- [ACTION ITEM]
Could you extract every entry below and reproduce it exactly?

- [DATA UNDER STUDY]
.....

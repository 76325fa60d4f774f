//! Namespace tree used to lay out rendered entities
//!
//! The tree is rebuilt from the entity list on every render and only
//! borrows the entities it groups.

use std::collections::{BTreeSet, HashMap};

use tracing::trace;

use crate::core::{wrap_namespace, Render};

use super::entity::Entity;

/// A top-level or namespace-contained diagram item
#[derive(Debug)]
pub enum NamespaceItem<'a> {
    Entity(&'a Entity),
    Namespace(NamespaceNode<'a>),
}

impl Render for NamespaceItem<'_> {
    fn render(&self) -> String {
        match self {
            NamespaceItem::Entity(entity) => entity.render(),
            NamespaceItem::Namespace(node) => node.render(),
        }
    }
}

/// A namespace block: entities first, then nested namespaces
#[derive(Debug)]
pub struct NamespaceNode<'a> {
    /// Full `::`-joined namespace path
    pub path: String,
    pub items: Vec<NamespaceItem<'a>>,
}

impl<'a> NamespaceNode<'a> {
    fn new(path: &str) -> Self {
        Self {
            path: path.to_string(),
            items: Vec::new(),
        }
    }

    /// Last path segment, used as the block label
    pub fn name(&self) -> &str {
        self.path.rsplit("::").next().unwrap_or(&self.path)
    }
}

impl Render for NamespaceNode<'_> {
    fn render(&self) -> String {
        let children: Vec<String> = self.items.iter().map(Render::render).collect();
        wrap_namespace(&children.join("\n"), self.name())
    }
}

/// Every namespace used by `entities` plus all of its ancestors, ordered
/// deepest first (ties by name, descending)
fn namespace_paths(entities: &[Entity]) -> Vec<String> {
    let mut paths = BTreeSet::new();
    for namespace in entities.iter().map(Entity::namespace).filter(|ns| !ns.is_empty()) {
        let segments: Vec<&str> = namespace.split("::").collect();
        for depth in 1..=segments.len() {
            paths.insert(segments[..depth].join("::"));
        }
    }

    let mut ordered: Vec<String> = paths.into_iter().collect();
    ordered.sort_by(|a, b| {
        let key_a = (a.split("::").count(), a.as_str());
        let key_b = (b.split("::").count(), b.as_str());
        key_b.cmp(&key_a)
    });
    ordered
}

/// Group entities into nested namespace blocks
///
/// Returns the top-level items: entities in the global namespace, in
/// entity order, followed by the outermost namespace nodes.
pub fn build_tree(entities: &[Entity]) -> Vec<NamespaceItem<'_>> {
    let paths = namespace_paths(entities);
    let mut nodes: HashMap<&str, NamespaceNode<'_>> = paths
        .iter()
        .map(|path| (path.as_str(), NamespaceNode::new(path)))
        .collect();

    let mut top_level = Vec::new();
    for entity in entities {
        match nodes.get_mut(entity.namespace()) {
            Some(node) => node.items.push(NamespaceItem::Entity(entity)),
            None => top_level.push(NamespaceItem::Entity(entity)),
        }
    }

    // Deepest first, so every node is complete before it moves into its parent
    for path in &paths {
        let Some(node) = nodes.remove(path.as_str()) else {
            continue;
        };
        match path.rsplit_once("::") {
            Some((parent, _)) => match nodes.get_mut(parent) {
                Some(parent_node) => parent_node.items.push(NamespaceItem::Namespace(node)),
                None => top_level.push(NamespaceItem::Namespace(node)),
            },
            None => top_level.push(NamespaceItem::Namespace(node)),
        }
    }

    trace!(
        namespaces = paths.len(),
        top_level = top_level.len(),
        "Built namespace tree"
    );
    top_level
}

#[cfg(test)]
mod tests {
    use super::*;
    use crate::core::ContainerKind;
    use crate::header::ClassDecl;
    use crate::uml::entity::ClassEntity;

    fn entity(name: &str, namespace: &str) -> Entity {
        let mut decl = ClassDecl::new(name, ContainerKind::Class);
        decl.namespace = namespace.to_string();
        Entity::Class(ClassEntity::from_decl(&decl))
    }

    #[test]
    fn test_global_entities_stay_top_level() {
        let entities = vec![entity("A", ""), entity("B", "")];
        let tree = build_tree(&entities);
        assert_eq!(tree.len(), 2);
        assert!(matches!(tree[0], NamespaceItem::Entity(e) if e.name() == "A"));
    }

    #[test]
    fn test_ancestor_namespaces_are_synthesized() {
        let entities = vec![entity("A", "first_ns::second_ns")];
        let tree = build_tree(&entities);
        assert_eq!(tree.len(), 1);
        let NamespaceItem::Namespace(outer) = &tree[0] else {
            panic!("Expected a namespace node");
        };
        assert_eq!(outer.path, "first_ns");
        assert_eq!(outer.items.len(), 1);
        let NamespaceItem::Namespace(inner) = &outer.items[0] else {
            panic!("Expected a nested namespace node");
        };
        assert_eq!(inner.name(), "second_ns");
    }

    #[test]
    fn test_render_nested_namespaces() {
        let entities = vec![entity("A", "first_ns::second_ns")];
        let rendered: String = build_tree(&entities).iter().map(Render::render).collect();
        assert_eq!(
            rendered,
            "namespace first_ns {\n\tnamespace second_ns {\n\t\tclass A {\n\t\t}\n\t}\n}\n"
        );
    }

    #[test]
    fn test_entities_before_child_namespaces() {
        let entities = vec![
            entity("Inner", "Interface::NestedNamespace"),
            entity("Class04", "Interface"),
        ];
        let tree = build_tree(&entities);
        let NamespaceItem::Namespace(node) = &tree[0] else {
            panic!("Expected a namespace node");
        };
        assert!(matches!(node.items[0], NamespaceItem::Entity(e) if e.name() == "Class04"));
        assert!(matches!(node.items[1], NamespaceItem::Namespace(_)));
    }

    #[test]
    fn test_namespace_order_is_deepest_first_then_name_descending() {
        let entities = vec![entity("X", "b"), entity("Y", "a::c"), entity("Z", "a")];
        assert_eq!(namespace_paths(&entities), vec!["a::c", "b", "a"]);

        let tree = build_tree(&entities);
        let labels: Vec<_> = tree
            .iter()
            .map(|item| match item {
                NamespaceItem::Namespace(node) => node.path.clone(),
                NamespaceItem::Entity(e) => e.name().to_string(),
            })
            .collect();
        assert_eq!(labels, vec!["b", "a"]);
    }
}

.....

- [RESPONSE AREA]
repository 76325fa60d4f774f
//! Namespace tree used to lay out rendered entities
//!
//! The tree is rebuilt from the entity list on every render and only
//! borrows the entities it groups.

use std::collections::{BTreeSet, HashMap};

use tracing::trace;

use crate::core::{wrap_namespace, Render};

use super::entity::Entity;

/// A top-level or namespace-contained diagram item
#[derive(Debug)]
pub enum NamespaceItem<'a> {
    Entity(&'a Entity),
    Namespace(NamespaceNode<'a>),
}

impl Render for NamespaceItem<'_> {
    fn render(&self) -> String {
        match self {
            NamespaceItem::Entity(entity) => entity.render(),
            NamespaceItem::Namespace(node) => node.render(),
        }
    }
}

/// A namespace block: entities first, then nested namespaces
#[derive(Debug)]
pub struct NamespaceNode<'a> {
    /// Full `::`-joined namespace path
    pub path: String,
    pub items: Vec<NamespaceItem<'a>>,
}

impl<'a> NamespaceNode<'a> {
    fn new(path: &str) -> Self {
        Self {
            path: path.to_string(),
            items: Vec::new(),
        }
    }

    /// Last path segment, used as the block label
    pub fn name(&self) -> &str {
        self.path.rsplit("::").next().unwrap_or(&self.path)
    }
}

impl Render for NamespaceNode<'_> {
    fn render(&self) -> String {
        let children: Vec<String> = self.items.iter().map(Render::render).collect();
        wrap_namespace(&children.join("\n"), self.name())
    }
}

/// Every namespace used by `entities` plus all of its ancestors, ordered
/// deepest first (ties by name, descending)
fn namespace_paths(entities: &[Entity]) -> Vec<String> {
    let mut paths = BTreeSet::new();
    for namespace in entities.iter().map(Entity::namespace).filter(|ns| !ns.is_empty()) {
        let segments: Vec<&str> = namespace.split("::").collect();
        for depth in 1..=segments.len() {
            paths.insert(segments[..depth].join("::"));
        }
    }

    let mut ordered: Vec<String> = paths.into_iter().collect();
    ordered.sort_by(|a, b| {
        let key_a = (a.split("::").count(), a.as_str());
        let key_b = (b.split("::").count(), b.as_str());
        key_b.cmp(&key_a)
    });
    ordered
}

/// Group entities into nested namespace blocks
///
/// Returns the top-level items: entities in the global namespace, in
/// entity order, followed by the outermost namespace nodes.
pub fn build_tree(entities: &[Entity]) -> Vec<NamespaceItem<'_>> {
    let paths = namespace_paths(entities);
    let mut nodes: HashMap<&str, NamespaceNode<'_>> = paths
        .iter()
        .map(|path| (path.as_str(), NamespaceNode::new(path)))
        .collect();

    let mut top_level = Vec::new();
    for entity in entities {
        match nodes.get_mut(entity.namespace()) {
            Some(node) => node.items.push(NamespaceItem::Entity(entity)),
            None => top_level.push(NamespaceItem::Entity(entity)),
        }
    }

    // Deepest first, so every node is complete before it moves into its parent
    for path in &paths {
        let Some(node) = nodes.remove(path.as_str()) else {
            continue;
        };
        match path.rsplit_once("::") {
            Some((parent, _)) => match nodes.get_mut(parent) {
                Some(parent_node) => parent_node.items.push(NamespaceItem::Namespace(node)),
                None => top_level.push(NamespaceItem::Namespace(node)),
            },
            None => top_level.push(NamespaceItem::Namespace(node)),
        }
    }

    trace!(
        namespaces = paths.len(),
        top_level = top_level.len(),
        "Built namespace tree"
    );
    top_level
}

#[cfg(test)]
mod tests {
    use super::*;
    use crate::core::ContainerKind;
    use crate::header::ClassDecl;
    use crate::uml::entity::ClassEntity;

    fn entity(name: &str, namespace: &str) -> Entity {
        let mut decl = ClassDecl::new(name, ContainerKind::Class);
        decl.namespace = namespace.to_string();
        Entity::Class(ClassEntity::from_decl(&decl))
    }

    #[test]
    fn test_global_entities_stay_top_level() {
        let entities = vec![entity("A", ""), entity("B", "")];
        let tree = build_tree(&entities);
        assert_eq!(tree.len(), 2);
        assert!(matches!(tree[0], NamespaceItem::Entity(e) if e.name() == "A"));
    }

    #[test]
    fn test_ancestor_namespaces_are_synthesized() {
        let entities = vec![entity("A", "first_ns::second_ns")];
        let tree = build_tree(&entities);
        assert_eq!(tree.len(), 1);
        let NamespaceItem::Namespace(outer) = &tree[0] else {
            panic!("Expected a namespace node");
        };
        assert_eq!(outer.path, "first_ns");
        assert_eq!(outer.items.len(), 1);
        let NamespaceItem::Namespace(inner) = &outer.items[0] else {
            panic!("Expected a nested namespace node");
        };
        assert_eq!(inner.name(), "second_ns");
    }

    #[test]
    fn test_render_nested_namespaces() {
        let entities = vec![entity("A", "first_ns::second_ns")];
        let rendered: String = build_tree(&entities).iter().map(Render::render).collect();
        assert_eq!(
            rendered,
            "namespace first_ns {\n\tnamespace second_ns {\n\t\tclass A {\n\t\t}\n\t}\n}\n"
        );
    }

    #[test]
    fn test_entities_before_child_namespaces() {
        let entities = vec![
            entity("Inner", "Interface::NestedNamespace"),
            entity("Class04", "Interface"),
        ];
        let tree = build_tree(&entities);
        let NamespaceItem::Namespace(node) = &tree[0] else {
            panic!("Expected a namespace node");
        };
        assert!(matches!(node.items[0], NamespaceItem::Entity(e) if e.name() == "Class04"));
        assert!(matches!(node.items[1], NamespaceItem::Namespace(_)));
    }

    #[test]
    fn test_namespace_order_is_deepest_first_then_name_descending() {
        let entities = vec![entity("X", "b"), entity("Y", "a::c"), entity("Z", "a")];
        assert_eq!(namespace_paths(&entities), vec!["a::c", "b", "a"]);

        let tree = build_tree(&entities);
        let labels: Vec<_> = tree
            .iter()
            .map(|item| match item {
                NamespaceItem::Namespace(node) => node.path.clone(),
                NamespaceItem::Entity(e) => e.name().to_string(),
            })
            .collect();
        assert_eq!(labels, vec!["b", "a"]);
    }
}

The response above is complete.